(Your instructions)
Gather each line containing the string "filename" from these entries.

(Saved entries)
☆ ☆ ☆ ☆ ☆

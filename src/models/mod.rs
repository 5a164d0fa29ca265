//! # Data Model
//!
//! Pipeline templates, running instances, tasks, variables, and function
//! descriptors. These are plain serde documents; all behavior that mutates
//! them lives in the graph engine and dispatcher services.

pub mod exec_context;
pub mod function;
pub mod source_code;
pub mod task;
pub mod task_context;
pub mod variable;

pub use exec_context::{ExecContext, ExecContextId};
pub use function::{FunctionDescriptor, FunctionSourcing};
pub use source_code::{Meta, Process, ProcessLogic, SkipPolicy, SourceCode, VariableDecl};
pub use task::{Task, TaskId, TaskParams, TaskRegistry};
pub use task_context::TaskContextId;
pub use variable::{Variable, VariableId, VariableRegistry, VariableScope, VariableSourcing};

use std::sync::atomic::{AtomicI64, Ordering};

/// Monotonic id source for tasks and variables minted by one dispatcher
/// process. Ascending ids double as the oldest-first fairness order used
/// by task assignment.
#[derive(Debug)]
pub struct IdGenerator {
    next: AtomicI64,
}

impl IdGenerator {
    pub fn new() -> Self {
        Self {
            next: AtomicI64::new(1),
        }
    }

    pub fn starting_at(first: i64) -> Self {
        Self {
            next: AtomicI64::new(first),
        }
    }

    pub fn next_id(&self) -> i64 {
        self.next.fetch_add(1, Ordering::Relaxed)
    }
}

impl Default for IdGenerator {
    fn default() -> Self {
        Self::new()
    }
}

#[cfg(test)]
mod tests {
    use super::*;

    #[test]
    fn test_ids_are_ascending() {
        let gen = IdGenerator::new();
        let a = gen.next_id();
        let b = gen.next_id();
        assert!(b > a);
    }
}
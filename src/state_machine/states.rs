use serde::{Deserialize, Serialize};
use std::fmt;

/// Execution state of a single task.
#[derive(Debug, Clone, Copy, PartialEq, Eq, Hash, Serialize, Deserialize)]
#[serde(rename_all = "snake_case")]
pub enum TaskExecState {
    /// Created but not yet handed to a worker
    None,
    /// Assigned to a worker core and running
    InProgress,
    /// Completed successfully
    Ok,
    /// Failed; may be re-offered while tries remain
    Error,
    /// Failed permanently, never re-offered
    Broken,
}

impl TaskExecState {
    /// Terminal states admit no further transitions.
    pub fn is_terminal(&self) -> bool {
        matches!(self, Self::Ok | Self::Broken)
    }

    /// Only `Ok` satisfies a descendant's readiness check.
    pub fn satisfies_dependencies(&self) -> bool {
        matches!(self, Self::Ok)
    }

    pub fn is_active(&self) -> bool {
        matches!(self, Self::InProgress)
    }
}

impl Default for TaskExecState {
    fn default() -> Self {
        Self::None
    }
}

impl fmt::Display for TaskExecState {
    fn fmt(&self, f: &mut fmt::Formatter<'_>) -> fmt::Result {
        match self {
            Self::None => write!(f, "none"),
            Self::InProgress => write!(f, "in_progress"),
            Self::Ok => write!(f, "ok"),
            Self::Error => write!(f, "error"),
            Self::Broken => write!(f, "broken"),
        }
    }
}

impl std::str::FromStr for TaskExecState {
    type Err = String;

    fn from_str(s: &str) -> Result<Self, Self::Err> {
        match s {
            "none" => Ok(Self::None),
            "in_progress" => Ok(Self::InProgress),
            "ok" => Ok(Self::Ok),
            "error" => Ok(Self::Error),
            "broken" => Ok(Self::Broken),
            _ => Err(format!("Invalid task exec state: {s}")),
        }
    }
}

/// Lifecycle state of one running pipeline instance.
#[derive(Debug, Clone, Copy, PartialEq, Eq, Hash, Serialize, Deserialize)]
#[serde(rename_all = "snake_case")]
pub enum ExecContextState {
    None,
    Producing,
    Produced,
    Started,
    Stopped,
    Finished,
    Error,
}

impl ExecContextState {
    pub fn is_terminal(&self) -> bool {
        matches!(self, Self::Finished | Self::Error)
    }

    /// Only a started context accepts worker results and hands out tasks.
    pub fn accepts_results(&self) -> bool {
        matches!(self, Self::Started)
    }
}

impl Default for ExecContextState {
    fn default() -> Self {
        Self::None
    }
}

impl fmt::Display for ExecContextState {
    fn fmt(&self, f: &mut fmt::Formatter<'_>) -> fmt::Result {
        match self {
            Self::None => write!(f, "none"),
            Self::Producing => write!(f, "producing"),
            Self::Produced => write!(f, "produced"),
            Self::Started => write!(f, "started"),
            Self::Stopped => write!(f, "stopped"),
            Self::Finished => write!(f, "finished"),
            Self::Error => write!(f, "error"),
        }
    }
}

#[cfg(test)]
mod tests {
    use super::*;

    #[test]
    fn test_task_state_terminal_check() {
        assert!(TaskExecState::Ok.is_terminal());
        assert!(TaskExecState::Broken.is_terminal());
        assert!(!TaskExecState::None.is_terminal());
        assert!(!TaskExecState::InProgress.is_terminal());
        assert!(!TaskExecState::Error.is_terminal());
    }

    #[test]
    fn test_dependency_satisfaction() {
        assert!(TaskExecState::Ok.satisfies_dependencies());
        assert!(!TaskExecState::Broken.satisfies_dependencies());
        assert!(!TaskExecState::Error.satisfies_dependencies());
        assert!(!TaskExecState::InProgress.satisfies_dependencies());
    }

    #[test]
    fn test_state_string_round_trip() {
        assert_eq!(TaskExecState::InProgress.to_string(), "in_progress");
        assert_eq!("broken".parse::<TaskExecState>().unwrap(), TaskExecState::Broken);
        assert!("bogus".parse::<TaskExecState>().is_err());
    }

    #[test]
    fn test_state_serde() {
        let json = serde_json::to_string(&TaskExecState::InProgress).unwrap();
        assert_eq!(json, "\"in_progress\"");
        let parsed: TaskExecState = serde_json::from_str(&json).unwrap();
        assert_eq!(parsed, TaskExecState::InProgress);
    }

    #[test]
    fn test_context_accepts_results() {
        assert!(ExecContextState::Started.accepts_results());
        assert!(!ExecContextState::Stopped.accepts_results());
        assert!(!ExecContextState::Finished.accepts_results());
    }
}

☆ ☆ ☆ ☆ ☆

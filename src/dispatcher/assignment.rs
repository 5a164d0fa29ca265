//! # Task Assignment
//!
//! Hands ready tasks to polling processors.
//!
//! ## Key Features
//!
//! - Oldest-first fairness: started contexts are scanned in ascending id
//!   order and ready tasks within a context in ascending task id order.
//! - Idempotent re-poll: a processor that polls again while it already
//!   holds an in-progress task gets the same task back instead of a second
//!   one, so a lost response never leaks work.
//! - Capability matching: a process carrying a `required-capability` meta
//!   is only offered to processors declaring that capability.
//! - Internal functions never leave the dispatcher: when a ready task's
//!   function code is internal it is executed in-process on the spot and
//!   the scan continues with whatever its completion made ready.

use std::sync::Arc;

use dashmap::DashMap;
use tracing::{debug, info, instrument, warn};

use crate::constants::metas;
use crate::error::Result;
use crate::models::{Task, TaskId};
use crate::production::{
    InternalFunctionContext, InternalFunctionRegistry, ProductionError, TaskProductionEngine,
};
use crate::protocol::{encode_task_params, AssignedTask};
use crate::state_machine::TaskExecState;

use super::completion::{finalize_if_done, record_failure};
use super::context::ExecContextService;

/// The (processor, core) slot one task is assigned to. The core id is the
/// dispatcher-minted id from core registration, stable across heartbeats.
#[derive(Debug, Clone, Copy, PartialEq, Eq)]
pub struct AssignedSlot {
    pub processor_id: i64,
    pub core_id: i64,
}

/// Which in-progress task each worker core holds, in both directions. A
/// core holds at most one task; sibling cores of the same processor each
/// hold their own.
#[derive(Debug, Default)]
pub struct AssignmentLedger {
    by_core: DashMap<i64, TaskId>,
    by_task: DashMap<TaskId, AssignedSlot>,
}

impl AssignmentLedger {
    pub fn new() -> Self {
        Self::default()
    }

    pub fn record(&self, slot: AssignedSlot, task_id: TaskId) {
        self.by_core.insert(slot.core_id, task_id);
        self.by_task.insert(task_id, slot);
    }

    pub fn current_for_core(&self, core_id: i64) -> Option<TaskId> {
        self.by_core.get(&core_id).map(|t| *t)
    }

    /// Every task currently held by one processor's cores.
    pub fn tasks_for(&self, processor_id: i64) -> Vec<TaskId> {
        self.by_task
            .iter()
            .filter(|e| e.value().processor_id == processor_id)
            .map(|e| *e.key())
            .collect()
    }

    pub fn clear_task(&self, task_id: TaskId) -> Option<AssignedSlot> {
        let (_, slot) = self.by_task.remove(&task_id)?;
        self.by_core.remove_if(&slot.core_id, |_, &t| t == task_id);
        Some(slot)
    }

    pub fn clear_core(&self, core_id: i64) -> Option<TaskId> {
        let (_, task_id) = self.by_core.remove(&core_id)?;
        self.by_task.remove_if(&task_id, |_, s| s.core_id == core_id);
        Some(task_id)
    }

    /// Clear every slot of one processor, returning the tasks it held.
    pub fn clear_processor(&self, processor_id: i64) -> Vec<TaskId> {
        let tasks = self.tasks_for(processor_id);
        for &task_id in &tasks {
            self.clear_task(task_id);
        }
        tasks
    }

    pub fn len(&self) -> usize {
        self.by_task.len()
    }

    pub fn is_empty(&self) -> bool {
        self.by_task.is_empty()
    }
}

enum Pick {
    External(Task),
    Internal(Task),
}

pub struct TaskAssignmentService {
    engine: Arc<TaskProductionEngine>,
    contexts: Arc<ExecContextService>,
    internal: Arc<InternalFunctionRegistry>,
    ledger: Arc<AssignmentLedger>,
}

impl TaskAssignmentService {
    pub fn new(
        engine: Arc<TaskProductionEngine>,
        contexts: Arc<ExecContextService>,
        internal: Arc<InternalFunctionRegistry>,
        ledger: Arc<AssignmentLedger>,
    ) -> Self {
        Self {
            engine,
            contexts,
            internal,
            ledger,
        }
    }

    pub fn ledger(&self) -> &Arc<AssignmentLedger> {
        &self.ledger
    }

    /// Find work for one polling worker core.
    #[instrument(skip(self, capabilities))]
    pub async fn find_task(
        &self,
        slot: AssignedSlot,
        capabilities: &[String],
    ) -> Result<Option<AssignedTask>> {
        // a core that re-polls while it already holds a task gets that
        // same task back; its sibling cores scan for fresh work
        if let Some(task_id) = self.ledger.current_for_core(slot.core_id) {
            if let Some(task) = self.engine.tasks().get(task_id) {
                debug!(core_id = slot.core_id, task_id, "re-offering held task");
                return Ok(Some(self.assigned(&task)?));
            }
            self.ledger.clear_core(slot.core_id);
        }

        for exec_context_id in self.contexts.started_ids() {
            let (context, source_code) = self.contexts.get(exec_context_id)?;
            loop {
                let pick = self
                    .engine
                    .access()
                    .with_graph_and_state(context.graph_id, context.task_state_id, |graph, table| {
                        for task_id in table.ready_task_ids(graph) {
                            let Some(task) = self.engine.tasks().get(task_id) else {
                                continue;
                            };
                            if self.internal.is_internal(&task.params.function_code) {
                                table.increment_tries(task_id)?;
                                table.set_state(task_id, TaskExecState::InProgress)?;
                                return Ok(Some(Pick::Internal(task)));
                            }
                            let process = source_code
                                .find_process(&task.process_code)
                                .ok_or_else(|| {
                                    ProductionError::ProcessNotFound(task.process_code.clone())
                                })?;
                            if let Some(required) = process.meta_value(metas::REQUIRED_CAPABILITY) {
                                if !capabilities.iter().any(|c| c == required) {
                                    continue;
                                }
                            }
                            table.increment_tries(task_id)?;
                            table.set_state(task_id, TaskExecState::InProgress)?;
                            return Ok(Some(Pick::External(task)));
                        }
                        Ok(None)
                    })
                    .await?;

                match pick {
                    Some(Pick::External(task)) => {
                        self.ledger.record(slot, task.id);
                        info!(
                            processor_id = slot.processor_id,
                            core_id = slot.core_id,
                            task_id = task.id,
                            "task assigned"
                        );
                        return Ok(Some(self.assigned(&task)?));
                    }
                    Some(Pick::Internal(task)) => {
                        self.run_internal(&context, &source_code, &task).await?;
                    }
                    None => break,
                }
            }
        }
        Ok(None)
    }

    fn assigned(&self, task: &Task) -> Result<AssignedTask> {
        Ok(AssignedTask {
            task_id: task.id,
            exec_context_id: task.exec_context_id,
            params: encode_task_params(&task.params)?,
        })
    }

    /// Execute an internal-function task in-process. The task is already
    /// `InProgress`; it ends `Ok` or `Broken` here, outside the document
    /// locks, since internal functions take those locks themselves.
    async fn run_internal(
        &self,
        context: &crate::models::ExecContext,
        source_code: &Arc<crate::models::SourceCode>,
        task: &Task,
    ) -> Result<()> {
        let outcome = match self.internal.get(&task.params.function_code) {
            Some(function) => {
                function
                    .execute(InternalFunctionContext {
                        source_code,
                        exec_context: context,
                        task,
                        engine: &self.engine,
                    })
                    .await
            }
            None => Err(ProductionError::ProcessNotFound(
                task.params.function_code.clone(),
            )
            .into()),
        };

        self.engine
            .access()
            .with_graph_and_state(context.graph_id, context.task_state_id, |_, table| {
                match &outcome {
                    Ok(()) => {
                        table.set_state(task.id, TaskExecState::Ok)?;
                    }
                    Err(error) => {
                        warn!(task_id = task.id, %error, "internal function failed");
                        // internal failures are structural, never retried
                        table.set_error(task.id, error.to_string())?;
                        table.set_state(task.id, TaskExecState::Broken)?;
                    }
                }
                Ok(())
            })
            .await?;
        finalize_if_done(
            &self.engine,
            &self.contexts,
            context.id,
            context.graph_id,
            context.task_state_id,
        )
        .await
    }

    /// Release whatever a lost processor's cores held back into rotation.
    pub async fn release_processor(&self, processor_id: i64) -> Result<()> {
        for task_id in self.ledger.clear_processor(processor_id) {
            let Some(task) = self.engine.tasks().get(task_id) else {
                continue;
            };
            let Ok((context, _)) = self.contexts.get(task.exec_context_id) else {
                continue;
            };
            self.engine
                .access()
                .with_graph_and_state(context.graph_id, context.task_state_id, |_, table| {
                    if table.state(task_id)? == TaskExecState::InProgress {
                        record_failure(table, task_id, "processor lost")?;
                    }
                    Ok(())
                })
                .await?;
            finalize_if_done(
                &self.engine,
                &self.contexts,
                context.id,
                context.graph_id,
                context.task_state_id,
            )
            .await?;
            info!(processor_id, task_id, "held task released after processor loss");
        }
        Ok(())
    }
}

☆ ☆ ☆ ☆ ☆

(Your solution)
filename src/models/mod.rs
filename src/state_machine/states.rs
filename src/dispatcher/assignment.rs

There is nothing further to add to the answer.